When the Publisher Client connects to the Provider Client, it makes use of a libp2p connection; likely through the IPFS DHT, unless the Provider has advertised a stable IP earlier. These connections use the protocols /apocryph/attest/0.0.1, /apocryph/provisioning-capacity/0.0.1, and /apocryph/provision-pod/0.0.1, which is based on a Protobufs protocol defined in the :/proto/ folder.

The basic structure of this protocol is the following:

  1. The Publisher requests an attestation from the Provider using the /apocryph/attest/0.0.1 libp2p protocol.

  2. The Provider replies with an attestation (and optionally, the resource capacity available), proving that the whole Provider stack (including the endpoint of the current stream) is running inside a TEE which is trusted by the Publisher.

  3. Optionally, the Publisher inquires about the resources that will be requested, using /apocryph/provisioning-capacity/0.0.1. Resource requirements can include amounts of CPU cores, RAM memory, GPU presence, specific CPU models, and even certain numbers of external IPs available.

  4. Optionally, the Provider replies with the resources that would be offered / that are available; along with the prices (and payment address) at which the Provider is willing to offer those.

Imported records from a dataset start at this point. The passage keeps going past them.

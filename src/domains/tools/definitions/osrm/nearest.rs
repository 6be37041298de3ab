//! Nearest tool definition.
//!
//! Snaps a coordinate to the road network via
//! `GET /nearest/v1/{profile}/{lon},{lat}`. No query parameters are sent.

use std::sync::Arc;

use rmcp::{
    handler::server::tool::{ToolRoute, cached_schema_for_type},
    model::Tool,
};
use schemars::JsonSchema;
use serde::Deserialize;

use super::common::{Coordinate, Profile, dispatch_route};
use crate::core::osrm::OsrmRequest;
use crate::domains::tools::dispatcher::{OsrmDispatcher, OsrmOperation};

/// Parameters for the nearest tool.
#[derive(Debug, Clone, PartialEq, Deserialize, JsonSchema)]
#[serde(deny_unknown_fields)]
pub struct NearestParams {
    #[schemars(description = "Longitude of the point")]
    pub longitude: f64,

    #[schemars(description = "Latitude of the point")]
    pub latitude: f64,

    #[serde(default)]
    #[schemars(description = "Routing profile to use")]
    pub profile: Profile,
}

impl NearestParams {
    pub fn coordinate(&self) -> Coordinate {
        Coordinate::new(self.longitude, self.latitude)
    }
}

/// Nearest tool - closest point on the road network.
pub struct NearestTool;

impl NearestTool {
    /// Tool name as registered in MCP.
    pub const NAME: &'static str = "nearest";

    /// Tool description shown to clients.
    pub const DESCRIPTION: &'static str =
        "Find the nearest point on the road network to a given coordinate";

    /// Encode the parameters as a routing engine request.
    pub fn request(params: &NearestParams) -> OsrmRequest {
        OsrmRequest::new(format!(
            "/nearest/v1/{}/{}",
            params.profile,
            params.coordinate()
        ))
    }

    /// Create a Tool model for this tool (metadata).
    pub fn to_tool() -> Tool {
        Tool {
            name: Self::NAME.into(),
            description: Some(Self::DESCRIPTION.into()),
            input_schema: cached_schema_for_type::<NearestParams>(),
            annotations: None,
            output_schema: None,
            icons: None,
            meta: None,
            title: None,
        }
    }

    /// Create a ToolRoute for STDIO/TCP transport.
    pub fn create_route<S>(dispatcher: Arc<OsrmDispatcher>) -> ToolRoute<S>
    where
        S: Send + Sync + 'static,
    {
        dispatch_route(Self::to_tool(), dispatcher, OsrmOperation::Nearest)
    }
}
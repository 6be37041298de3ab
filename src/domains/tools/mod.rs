//! Tools domain module.
//!
//! This module exposes the routing engine operations as MCP tools.
//!
//! ## Architecture
//!
//! - `definitions/` - Individual tool implementations (one file per tool)
//! - `dispatcher.rs` - Typed operation enum and the dispatcher that calls OSRM
//! - `router.rs` - ToolRouter builder for STDIO/TCP transport
//! - `registry.rs` - Tool catalog and HTTP dispatch by name
//! - `error.rs` - Tool-specific error types
//!
//! ## Adding a New Operation
//!
//! 1. Create a new file in `definitions/osrm/` with params, `request()`,
//!    `to_tool()` and `create_route()`
//! 2. Add a variant to `OsrmOperation` in `dispatcher.rs`
//! 3. Add the route in `router.rs` and the tool in `registry.rs`

pub mod definitions;
pub mod dispatcher;
mod error;
mod registry;
pub mod router;

pub use dispatcher::{OsrmDispatcher, OsrmOperation};
pub use error::ToolError;
pub use registry::ToolRegistry;
pub use router::build_tool_router;
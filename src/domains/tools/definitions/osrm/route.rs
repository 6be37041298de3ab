//! Route tool definition.
//!
//! Calculates a route through two or more coordinates via
//! `GET /route/v1/{profile}/{coordinates}`.
//!
//! Optional flags are forwarded only when the caller supplies them; the
//! routing engine applies its own defaults otherwise. `alternatives` and
//! `steps` are sent only when `true`, so an explicit `false` behaves like an
//! absent field. `geometries` and `overview` are sent whenever present, even
//! when the value equals the advertised default.

use std::fmt;
use std::sync::Arc;

use rmcp::{
    handler::server::tool::{ToolRoute, cached_schema_for_type},
    model::Tool,
};
use schemars::JsonSchema;
use serde::{Deserialize, Serialize};

use super::common::{Coordinate, Profile, dispatch_route, encode_coordinates, require_coordinates};
use crate::core::osrm::OsrmRequest;
use crate::domains::tools::ToolError;
use crate::domains::tools::dispatcher::{OsrmDispatcher, OsrmOperation};

// ============================================================================
// Tool Parameters
// ============================================================================

/// Format of the returned route geometry.
#[derive(Debug, Clone, Copy, PartialEq, Eq, Serialize, Deserialize, JsonSchema)]
#[serde(rename_all = "lowercase")]
pub enum Geometries {
    Polyline,
    Polyline6,
    Geojson,
}

impl Geometries {
    pub fn as_str(&self) -> &'static str {
        match self {
            Self::Polyline => "polyline",
            Self::Polyline6 => "polyline6",
            Self::Geojson => "geojson",
        }
    }
}

impl fmt::Display for Geometries {
    fn fmt(&self, f: &mut fmt::Formatter<'_>) -> fmt::Result {
        f.write_str(self.as_str())
    }
}

/// Level of detail of the overview geometry.
#[derive(Debug, Clone, Copy, PartialEq, Eq, Serialize, Deserialize, JsonSchema)]
#[serde(rename_all = "lowercase")]
pub enum Overview {
    Simplified,
    Full,
    /// No overview geometry.
    False,
}

impl Overview {
    pub fn as_str(&self) -> &'static str {
        match self {
            Self::Simplified => "simplified",
            Self::Full => "full",
            Self::False => "false",
        }
    }
}

impl fmt::Display for Overview {
    fn fmt(&self, f: &mut fmt::Formatter<'_>) -> fmt::Result {
        f.write_str(self.as_str())
    }
}

/// Parameters for the route tool.
#[derive(Debug, Clone, PartialEq, Deserialize, JsonSchema)]
#[serde(deny_unknown_fields)]
pub struct RouteParams {
    /// Waypoints, in travel order.
    #[schemars(description = "Array of [longitude, latitude] coordinate pairs")]
    #[schemars(length(min = 2))]
    pub coordinates: Vec<Coordinate>,

    #[serde(default)]
    #[schemars(description = "Routing profile to use")]
    pub profile: Profile,

    #[schemars(description = "Return alternative routes")]
    #[schemars(extend("default" = false))]
    pub alternatives: Option<bool>,

    #[schemars(description = "Return step-by-step instructions")]
    #[schemars(extend("default" = false))]
    pub steps: Option<bool>,

    #[schemars(description = "Format of the returned geometry")]
    #[schemars(extend("default" = "polyline"))]
    pub geometries: Option<Geometries>,

    #[schemars(description = "Add overview geometry")]
    #[schemars(extend("default" = "simplified"))]
    pub overview: Option<Overview>,
}

// ============================================================================
// Tool Definition
// ============================================================================

/// Route tool - shortest path through the given waypoints.
pub struct RouteTool;

impl RouteTool {
    /// Tool name as registered in MCP.
    pub const NAME: &'static str = "route";

    /// Tool description shown to clients.
    pub const DESCRIPTION: &'static str =
        "Calculate a route between two or more coordinates using OSRM";

    /// Encode the parameters as a routing engine request.
    pub fn request(params: &RouteParams) -> Result<OsrmRequest, ToolError> {
        require_coordinates(Self::NAME, &params.coordinates)?;

        let mut request = OsrmRequest::new(format!(
            "/route/v1/{}/{}",
            params.profile,
            encode_coordinates(&params.coordinates)
        ));

        if params.alternatives == Some(true) {
            request = request.with_param("alternatives", "true");
        }
        if params.steps == Some(true) {
            request = request.with_param("steps", "true");
        }
        if let Some(geometries) = params.geometries {
            request = request.with_param("geometries", geometries.as_str());
        }
        if let Some(overview) = params.overview {
            request = request.with_param("overview", overview.as_str());
        }

        Ok(request)
    }

    /// Create a Tool model for this tool (metadata).
    pub fn to_tool() -> Tool {
        Tool {
            name: Self::NAME.into(),
            description: Some(Self::DESCRIPTION.into()),
            input_schema: cached_schema_for_type::<RouteParams>(),
            annotations: None,
            output_schema: None,
            icons: None,
            meta: None,
            title: None,
        }
    }

    /// Create a ToolRoute for STDIO/TCP transport.
    pub fn create_route<S>(dispatcher: Arc<OsrmDispatcher>) -> ToolRoute<S>
    where
        S: Send + Sync + 'static,
    {
        dispatch_route(Self::to_tool(), dispatcher, OsrmOperation::Route)
    }
}

// ============================================================================
// Tests
// ============================================================================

  5. The Publisher sends a message that includes the on-wire Manifest and payment channel information using /apocryph/provision-pod/0.0.1.

  6. The Provider provisions the requested services, and replies with a status message

Manifest wire format

When the pod manifest is transferred between the Publisher Client and Provider Client, it uses a modified version of the usual manifest format, based on protocol buffers, in order to reduce the ambiguity of using YAML.

Main changes:

  • There are no longer multiple ways to define volumes; all volumes must be in an array at the end.
  • There are no longer multiple ways to define ports; all ports use the (port, targetPort, protocol, hostIP) fields.
  • Likewise for the command and args fields.

Finally, the image field is possibly converted to an IPFS hash and key, containing respectively the output of imgcrypt uploaded with ipdr and the private key that can be used to decrypt it.